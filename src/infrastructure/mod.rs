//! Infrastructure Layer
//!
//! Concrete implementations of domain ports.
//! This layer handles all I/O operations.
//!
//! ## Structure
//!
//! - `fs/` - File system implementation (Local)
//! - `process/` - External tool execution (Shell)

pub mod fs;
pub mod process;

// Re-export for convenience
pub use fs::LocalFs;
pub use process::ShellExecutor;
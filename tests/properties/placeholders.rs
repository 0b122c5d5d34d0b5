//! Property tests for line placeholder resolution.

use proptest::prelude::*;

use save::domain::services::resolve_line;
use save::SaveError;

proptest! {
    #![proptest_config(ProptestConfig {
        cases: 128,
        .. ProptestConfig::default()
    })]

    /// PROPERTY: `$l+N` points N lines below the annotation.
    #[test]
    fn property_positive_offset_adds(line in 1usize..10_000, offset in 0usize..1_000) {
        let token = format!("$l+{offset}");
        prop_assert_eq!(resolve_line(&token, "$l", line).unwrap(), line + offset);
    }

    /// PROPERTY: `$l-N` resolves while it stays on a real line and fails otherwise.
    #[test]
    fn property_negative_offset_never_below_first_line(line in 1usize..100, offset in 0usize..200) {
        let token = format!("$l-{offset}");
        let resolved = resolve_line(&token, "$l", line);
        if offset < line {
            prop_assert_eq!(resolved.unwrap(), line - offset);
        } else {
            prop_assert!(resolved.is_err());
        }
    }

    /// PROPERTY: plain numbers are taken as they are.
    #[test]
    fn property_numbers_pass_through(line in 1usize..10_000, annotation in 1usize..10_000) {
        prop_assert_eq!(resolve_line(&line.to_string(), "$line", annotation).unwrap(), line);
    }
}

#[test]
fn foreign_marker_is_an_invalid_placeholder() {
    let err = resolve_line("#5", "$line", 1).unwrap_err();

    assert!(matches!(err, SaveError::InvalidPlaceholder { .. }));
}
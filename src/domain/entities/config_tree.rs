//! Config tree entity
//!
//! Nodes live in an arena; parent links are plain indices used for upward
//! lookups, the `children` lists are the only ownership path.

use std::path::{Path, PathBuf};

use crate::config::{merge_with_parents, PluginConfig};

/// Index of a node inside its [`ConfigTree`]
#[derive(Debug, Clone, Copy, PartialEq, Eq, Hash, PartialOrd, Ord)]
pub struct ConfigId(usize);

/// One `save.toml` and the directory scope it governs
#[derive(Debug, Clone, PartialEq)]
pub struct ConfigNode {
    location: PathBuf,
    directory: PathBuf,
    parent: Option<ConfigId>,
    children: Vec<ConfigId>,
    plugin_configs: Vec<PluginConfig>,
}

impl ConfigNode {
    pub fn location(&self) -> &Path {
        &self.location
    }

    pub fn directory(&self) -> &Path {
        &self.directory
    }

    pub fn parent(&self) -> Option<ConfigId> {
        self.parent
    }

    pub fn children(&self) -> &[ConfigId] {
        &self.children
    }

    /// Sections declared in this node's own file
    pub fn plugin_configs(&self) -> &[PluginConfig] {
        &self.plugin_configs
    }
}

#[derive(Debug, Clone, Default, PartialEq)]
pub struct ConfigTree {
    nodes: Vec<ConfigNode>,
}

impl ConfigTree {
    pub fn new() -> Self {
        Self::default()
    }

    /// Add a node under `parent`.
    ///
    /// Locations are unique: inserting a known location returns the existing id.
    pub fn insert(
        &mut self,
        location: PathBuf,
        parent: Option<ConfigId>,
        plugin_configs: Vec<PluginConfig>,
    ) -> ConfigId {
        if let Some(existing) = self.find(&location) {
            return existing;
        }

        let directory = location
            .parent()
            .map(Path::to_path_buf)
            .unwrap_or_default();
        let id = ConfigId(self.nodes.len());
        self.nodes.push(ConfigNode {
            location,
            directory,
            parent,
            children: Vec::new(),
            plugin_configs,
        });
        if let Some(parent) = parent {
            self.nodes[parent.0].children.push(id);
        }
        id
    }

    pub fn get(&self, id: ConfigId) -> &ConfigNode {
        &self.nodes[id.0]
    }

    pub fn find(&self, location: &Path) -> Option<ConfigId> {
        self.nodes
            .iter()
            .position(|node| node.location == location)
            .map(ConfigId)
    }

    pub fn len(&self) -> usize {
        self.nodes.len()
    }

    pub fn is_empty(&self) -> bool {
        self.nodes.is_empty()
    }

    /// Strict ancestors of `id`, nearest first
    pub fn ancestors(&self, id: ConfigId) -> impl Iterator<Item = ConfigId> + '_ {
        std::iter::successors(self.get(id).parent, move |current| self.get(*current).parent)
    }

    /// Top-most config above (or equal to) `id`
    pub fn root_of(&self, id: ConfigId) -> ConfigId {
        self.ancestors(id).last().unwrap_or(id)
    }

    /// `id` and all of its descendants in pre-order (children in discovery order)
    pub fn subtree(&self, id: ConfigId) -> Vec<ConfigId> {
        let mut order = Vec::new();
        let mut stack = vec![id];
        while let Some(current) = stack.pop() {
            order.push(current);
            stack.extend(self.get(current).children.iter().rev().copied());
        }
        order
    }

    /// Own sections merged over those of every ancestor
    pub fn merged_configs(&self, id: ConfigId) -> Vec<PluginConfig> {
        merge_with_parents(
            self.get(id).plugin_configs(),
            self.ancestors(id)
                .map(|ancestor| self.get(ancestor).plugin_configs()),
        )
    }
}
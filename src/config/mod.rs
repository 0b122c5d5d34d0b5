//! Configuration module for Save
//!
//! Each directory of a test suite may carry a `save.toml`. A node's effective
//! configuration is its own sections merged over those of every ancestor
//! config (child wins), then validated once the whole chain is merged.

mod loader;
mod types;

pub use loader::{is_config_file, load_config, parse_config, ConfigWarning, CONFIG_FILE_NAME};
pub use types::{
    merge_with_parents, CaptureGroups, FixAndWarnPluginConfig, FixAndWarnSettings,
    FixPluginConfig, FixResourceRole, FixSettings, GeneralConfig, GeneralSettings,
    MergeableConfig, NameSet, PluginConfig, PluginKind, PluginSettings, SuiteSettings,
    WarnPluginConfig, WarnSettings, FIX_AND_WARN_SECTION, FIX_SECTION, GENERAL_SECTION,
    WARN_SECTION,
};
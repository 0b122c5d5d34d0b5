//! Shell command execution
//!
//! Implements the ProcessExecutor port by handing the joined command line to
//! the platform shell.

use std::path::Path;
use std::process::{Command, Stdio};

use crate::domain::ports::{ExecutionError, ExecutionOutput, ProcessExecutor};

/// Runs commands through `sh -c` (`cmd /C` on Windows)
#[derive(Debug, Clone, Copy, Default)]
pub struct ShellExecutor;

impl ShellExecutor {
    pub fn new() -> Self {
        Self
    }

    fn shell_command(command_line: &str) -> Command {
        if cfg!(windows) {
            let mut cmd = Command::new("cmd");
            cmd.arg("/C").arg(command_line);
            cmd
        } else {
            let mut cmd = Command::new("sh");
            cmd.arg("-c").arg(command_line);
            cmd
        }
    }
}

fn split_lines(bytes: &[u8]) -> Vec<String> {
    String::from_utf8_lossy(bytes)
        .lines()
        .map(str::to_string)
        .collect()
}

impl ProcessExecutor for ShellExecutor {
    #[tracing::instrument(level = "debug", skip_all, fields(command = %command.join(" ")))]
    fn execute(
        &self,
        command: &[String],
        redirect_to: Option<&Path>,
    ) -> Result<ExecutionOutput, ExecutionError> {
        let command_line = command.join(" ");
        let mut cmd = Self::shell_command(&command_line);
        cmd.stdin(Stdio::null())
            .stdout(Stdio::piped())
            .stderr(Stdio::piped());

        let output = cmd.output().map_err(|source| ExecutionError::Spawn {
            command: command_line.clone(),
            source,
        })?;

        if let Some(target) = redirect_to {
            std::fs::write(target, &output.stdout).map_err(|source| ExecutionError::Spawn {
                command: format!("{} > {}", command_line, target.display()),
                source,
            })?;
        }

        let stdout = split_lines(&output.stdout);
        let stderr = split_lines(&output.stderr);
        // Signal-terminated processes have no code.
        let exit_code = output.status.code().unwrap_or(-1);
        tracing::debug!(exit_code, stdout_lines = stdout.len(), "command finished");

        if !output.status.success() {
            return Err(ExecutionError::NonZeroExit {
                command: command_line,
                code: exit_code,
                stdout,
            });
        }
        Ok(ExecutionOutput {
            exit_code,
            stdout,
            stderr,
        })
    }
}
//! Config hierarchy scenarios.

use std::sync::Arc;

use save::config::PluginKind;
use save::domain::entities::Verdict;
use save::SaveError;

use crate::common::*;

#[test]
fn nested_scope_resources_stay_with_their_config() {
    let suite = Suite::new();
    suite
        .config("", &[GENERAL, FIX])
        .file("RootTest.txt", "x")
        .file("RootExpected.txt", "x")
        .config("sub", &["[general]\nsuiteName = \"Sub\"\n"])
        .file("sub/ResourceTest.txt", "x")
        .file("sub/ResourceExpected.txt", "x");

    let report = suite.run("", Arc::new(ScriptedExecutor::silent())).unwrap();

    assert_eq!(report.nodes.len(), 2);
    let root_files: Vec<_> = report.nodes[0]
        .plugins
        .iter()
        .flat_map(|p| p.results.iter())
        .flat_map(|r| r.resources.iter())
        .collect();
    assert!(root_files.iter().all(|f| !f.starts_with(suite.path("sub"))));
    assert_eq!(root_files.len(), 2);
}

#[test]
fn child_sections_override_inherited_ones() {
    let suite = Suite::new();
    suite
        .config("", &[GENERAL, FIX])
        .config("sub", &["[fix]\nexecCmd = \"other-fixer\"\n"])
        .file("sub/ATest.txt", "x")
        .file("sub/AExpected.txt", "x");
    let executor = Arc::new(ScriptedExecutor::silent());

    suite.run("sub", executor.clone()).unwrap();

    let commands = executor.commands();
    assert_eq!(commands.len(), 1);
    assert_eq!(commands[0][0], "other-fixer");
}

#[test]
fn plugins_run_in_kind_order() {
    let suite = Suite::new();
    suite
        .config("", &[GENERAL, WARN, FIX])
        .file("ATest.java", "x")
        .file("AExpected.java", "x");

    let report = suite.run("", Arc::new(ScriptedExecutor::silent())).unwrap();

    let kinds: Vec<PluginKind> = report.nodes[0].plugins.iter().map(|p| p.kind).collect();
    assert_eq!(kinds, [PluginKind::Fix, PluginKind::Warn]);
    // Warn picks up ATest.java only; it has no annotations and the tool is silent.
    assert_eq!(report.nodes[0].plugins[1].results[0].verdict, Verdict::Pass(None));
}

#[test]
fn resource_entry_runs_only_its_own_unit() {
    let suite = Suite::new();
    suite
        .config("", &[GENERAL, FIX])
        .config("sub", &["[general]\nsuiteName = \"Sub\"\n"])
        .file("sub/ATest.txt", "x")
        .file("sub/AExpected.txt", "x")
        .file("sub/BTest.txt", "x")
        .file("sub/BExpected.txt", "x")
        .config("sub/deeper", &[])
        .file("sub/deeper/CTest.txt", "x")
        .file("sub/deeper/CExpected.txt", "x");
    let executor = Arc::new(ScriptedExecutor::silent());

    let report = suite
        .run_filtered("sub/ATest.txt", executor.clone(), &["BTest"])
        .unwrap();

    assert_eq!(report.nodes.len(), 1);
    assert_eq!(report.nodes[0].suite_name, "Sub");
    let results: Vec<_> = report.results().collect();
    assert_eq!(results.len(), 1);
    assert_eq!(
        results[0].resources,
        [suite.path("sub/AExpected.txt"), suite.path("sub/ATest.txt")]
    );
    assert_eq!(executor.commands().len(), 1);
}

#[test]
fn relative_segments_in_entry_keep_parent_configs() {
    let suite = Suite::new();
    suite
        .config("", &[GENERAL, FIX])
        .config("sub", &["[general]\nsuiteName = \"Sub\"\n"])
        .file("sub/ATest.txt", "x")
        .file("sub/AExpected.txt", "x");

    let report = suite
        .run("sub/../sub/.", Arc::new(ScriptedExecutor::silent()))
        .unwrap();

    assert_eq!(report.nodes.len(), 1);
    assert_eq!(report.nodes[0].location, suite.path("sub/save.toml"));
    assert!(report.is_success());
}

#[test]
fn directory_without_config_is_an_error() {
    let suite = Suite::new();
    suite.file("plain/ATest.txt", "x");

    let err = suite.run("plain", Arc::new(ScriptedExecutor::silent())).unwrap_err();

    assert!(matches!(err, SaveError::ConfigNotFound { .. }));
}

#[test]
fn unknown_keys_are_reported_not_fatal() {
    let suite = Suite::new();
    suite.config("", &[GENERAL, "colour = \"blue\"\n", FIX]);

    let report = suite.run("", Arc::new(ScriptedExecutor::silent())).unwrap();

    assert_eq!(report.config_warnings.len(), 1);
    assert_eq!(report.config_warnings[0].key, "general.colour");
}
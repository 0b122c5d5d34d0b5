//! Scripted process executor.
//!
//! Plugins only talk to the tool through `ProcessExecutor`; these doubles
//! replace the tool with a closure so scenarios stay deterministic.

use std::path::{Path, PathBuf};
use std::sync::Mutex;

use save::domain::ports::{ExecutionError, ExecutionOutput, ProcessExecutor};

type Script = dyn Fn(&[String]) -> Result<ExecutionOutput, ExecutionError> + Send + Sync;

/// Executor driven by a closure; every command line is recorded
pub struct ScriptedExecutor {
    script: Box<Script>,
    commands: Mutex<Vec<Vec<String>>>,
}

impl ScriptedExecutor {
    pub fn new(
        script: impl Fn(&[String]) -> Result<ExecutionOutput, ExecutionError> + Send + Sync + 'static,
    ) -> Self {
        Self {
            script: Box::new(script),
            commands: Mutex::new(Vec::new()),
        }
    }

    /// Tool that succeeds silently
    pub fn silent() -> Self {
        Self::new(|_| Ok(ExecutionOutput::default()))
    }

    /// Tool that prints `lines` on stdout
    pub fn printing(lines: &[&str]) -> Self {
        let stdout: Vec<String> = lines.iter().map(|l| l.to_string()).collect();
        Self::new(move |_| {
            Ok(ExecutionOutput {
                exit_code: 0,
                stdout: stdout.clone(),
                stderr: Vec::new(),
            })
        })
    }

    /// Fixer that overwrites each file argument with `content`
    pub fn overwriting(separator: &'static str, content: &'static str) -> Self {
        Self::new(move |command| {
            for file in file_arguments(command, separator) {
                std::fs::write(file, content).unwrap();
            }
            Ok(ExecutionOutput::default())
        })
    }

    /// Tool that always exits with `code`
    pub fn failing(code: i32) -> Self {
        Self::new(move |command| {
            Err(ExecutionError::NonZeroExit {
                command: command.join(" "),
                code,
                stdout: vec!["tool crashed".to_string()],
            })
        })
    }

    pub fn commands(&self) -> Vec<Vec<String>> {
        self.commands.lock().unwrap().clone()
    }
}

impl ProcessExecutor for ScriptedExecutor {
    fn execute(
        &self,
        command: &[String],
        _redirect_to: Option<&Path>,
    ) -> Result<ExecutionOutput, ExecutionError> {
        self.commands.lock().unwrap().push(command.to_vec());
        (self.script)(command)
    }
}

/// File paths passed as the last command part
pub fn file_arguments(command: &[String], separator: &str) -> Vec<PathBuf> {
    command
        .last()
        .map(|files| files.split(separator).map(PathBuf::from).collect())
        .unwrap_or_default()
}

[WHAT IS NEEDED] Find how many lines in the listing hold "Spawn", and reply with that number only.

[RESPONSE] 2